Every line with the string "MissingChunkAtMerge" must be copied from the entries below.
=== DATA SUPPLIED ===
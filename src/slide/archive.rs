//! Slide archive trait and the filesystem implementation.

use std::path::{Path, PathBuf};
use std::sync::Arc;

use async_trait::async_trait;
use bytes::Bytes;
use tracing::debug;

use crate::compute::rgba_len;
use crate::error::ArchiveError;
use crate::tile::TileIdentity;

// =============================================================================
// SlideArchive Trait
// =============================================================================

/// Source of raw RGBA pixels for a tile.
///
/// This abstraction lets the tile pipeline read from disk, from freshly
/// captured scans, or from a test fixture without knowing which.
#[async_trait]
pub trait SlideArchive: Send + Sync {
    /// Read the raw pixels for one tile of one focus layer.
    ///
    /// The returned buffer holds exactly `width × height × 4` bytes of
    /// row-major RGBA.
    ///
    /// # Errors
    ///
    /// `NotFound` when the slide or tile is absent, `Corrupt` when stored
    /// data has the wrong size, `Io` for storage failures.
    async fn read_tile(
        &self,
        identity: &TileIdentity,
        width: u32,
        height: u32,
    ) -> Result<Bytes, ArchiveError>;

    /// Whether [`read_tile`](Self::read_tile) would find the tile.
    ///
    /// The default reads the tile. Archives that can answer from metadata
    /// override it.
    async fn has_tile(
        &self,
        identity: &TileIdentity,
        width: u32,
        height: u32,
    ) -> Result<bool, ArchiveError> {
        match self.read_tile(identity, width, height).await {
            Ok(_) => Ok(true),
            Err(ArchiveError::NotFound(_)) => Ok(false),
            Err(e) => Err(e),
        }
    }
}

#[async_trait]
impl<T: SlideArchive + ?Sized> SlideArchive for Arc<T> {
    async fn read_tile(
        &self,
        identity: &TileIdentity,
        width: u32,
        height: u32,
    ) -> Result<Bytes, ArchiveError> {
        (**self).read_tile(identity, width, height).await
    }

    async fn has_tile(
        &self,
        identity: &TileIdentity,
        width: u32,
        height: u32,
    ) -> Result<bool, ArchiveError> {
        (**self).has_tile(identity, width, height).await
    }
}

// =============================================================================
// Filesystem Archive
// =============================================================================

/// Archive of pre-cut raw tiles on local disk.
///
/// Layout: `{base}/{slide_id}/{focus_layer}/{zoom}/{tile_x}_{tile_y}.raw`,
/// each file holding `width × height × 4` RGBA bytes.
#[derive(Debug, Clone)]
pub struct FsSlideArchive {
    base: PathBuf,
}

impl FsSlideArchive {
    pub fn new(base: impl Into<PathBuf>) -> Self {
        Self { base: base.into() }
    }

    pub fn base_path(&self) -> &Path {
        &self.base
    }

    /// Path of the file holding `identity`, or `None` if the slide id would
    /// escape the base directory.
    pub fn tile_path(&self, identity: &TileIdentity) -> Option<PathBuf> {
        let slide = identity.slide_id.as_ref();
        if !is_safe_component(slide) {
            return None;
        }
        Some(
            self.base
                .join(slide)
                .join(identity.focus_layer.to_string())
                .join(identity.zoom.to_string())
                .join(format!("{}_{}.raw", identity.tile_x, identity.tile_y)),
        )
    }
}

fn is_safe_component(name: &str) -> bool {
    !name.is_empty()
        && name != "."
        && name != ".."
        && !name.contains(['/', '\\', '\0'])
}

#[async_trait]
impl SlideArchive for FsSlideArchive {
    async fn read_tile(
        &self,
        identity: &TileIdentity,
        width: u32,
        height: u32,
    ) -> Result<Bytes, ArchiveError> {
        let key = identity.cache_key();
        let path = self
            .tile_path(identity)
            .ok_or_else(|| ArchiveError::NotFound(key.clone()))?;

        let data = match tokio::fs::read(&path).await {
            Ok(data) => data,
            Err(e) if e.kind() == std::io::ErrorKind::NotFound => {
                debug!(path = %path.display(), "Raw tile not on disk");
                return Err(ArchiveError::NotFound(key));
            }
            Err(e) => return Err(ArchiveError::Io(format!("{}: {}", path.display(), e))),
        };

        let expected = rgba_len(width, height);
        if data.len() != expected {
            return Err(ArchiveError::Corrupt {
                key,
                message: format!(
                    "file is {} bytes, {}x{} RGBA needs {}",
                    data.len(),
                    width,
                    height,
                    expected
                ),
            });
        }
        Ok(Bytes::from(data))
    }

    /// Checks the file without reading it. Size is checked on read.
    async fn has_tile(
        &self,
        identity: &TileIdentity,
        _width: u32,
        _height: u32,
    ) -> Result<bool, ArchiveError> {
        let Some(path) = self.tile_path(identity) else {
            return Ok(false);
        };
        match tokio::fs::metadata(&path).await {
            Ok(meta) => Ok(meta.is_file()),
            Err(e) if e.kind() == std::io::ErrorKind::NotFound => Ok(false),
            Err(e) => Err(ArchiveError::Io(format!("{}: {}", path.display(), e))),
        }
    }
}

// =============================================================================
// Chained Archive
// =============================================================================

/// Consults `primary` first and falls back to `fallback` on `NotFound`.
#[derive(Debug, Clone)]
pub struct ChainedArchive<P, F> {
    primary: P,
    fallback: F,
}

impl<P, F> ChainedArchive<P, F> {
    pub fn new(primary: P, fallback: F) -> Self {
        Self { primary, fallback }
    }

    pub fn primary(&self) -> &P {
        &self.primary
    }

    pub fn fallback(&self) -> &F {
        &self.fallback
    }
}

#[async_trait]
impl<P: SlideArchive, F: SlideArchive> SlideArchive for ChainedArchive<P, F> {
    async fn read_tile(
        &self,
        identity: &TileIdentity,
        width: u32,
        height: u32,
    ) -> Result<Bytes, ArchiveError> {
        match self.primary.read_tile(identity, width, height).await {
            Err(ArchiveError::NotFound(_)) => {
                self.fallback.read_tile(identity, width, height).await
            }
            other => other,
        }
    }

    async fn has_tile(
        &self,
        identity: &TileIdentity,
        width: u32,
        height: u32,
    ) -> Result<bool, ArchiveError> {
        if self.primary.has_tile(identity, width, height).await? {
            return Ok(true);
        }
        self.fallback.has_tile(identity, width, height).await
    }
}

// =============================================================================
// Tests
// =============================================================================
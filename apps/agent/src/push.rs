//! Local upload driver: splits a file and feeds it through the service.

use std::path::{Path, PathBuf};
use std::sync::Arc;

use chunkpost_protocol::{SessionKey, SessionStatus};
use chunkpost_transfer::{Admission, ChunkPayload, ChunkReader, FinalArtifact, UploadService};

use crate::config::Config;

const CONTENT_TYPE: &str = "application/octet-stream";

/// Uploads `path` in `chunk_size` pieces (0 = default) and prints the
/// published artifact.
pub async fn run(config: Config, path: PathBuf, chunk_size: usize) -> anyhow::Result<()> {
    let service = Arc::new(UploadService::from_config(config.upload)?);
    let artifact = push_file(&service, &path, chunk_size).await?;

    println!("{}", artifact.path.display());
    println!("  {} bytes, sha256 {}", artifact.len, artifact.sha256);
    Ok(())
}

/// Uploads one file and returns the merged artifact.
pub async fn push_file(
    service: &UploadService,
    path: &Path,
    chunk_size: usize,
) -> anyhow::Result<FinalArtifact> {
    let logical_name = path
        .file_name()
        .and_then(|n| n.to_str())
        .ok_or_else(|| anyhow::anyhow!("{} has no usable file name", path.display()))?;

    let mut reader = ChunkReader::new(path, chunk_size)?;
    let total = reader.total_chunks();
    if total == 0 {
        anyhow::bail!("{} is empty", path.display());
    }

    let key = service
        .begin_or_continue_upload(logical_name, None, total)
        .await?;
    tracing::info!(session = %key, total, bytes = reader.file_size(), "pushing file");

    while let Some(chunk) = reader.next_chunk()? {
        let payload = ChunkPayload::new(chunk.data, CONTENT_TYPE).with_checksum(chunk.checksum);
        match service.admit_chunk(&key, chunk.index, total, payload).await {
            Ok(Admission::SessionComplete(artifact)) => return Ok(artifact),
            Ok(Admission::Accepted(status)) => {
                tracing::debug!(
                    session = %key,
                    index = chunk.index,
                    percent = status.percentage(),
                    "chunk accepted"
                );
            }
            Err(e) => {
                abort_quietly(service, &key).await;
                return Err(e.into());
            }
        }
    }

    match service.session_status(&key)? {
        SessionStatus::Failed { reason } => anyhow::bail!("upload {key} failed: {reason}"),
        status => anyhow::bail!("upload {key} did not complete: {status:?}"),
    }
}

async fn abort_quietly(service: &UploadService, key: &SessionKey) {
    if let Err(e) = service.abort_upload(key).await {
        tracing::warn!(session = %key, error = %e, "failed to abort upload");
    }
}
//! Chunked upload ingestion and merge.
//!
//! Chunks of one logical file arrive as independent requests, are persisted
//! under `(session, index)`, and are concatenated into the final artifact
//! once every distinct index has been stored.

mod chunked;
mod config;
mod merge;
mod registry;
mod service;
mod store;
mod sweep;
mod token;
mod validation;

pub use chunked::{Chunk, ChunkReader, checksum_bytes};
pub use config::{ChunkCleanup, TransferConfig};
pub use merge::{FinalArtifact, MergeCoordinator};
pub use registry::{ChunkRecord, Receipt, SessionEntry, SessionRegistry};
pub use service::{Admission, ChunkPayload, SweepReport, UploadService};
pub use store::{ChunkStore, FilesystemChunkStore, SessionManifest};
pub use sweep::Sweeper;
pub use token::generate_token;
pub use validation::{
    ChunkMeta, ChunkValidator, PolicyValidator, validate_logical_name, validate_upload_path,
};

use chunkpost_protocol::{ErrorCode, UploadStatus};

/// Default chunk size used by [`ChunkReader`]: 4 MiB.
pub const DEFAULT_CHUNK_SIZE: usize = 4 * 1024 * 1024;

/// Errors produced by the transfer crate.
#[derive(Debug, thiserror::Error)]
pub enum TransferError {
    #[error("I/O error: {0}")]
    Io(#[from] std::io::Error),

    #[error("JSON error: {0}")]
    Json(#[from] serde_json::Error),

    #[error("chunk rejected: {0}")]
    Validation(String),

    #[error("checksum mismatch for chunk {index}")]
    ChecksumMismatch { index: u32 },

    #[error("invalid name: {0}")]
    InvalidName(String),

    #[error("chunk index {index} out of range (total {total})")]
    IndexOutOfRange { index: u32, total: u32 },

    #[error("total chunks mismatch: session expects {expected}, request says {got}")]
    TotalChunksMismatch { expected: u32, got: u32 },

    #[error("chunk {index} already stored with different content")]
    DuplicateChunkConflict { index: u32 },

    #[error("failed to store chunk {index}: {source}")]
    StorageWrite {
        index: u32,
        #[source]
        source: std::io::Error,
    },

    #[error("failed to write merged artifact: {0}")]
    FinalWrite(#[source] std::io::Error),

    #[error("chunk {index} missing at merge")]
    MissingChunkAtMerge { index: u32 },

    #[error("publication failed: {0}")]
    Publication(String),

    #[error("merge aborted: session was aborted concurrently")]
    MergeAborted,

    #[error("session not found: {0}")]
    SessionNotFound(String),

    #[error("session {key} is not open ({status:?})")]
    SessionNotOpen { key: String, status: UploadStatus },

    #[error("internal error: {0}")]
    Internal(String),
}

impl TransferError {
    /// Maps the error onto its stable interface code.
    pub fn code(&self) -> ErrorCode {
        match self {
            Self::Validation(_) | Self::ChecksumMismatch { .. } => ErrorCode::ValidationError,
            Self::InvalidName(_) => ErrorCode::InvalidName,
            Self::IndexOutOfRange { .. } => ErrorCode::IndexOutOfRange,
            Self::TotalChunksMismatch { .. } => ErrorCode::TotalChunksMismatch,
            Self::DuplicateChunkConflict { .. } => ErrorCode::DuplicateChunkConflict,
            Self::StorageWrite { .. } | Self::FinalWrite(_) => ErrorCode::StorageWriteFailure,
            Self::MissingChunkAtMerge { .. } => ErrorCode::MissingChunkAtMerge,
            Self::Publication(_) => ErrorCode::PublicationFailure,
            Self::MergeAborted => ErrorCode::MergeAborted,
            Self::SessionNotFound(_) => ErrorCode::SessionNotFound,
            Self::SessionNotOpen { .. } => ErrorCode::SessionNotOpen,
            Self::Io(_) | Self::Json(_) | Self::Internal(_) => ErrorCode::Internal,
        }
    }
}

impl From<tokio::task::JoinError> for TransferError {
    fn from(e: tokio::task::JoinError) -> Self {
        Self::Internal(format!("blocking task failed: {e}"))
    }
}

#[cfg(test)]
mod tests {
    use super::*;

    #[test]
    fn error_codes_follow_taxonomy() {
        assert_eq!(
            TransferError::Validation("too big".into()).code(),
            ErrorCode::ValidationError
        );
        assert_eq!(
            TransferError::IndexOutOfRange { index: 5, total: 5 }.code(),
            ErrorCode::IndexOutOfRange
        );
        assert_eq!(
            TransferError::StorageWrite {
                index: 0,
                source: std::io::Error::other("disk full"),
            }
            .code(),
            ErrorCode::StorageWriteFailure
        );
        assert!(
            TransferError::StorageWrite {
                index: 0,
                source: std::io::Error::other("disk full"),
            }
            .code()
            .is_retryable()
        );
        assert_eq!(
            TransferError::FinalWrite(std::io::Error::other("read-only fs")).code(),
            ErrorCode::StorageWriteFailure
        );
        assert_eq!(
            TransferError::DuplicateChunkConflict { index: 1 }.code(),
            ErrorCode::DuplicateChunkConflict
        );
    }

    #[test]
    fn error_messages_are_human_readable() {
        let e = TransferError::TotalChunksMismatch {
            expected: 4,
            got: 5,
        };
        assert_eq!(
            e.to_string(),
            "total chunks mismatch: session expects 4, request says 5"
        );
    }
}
===
SOLUTION FOR THIS PROBLEM:
    MissingChunkAtMerge { index: u32 },
            Self::MissingChunkAtMerge { .. } => ErrorCode::MissingChunkAtMerge,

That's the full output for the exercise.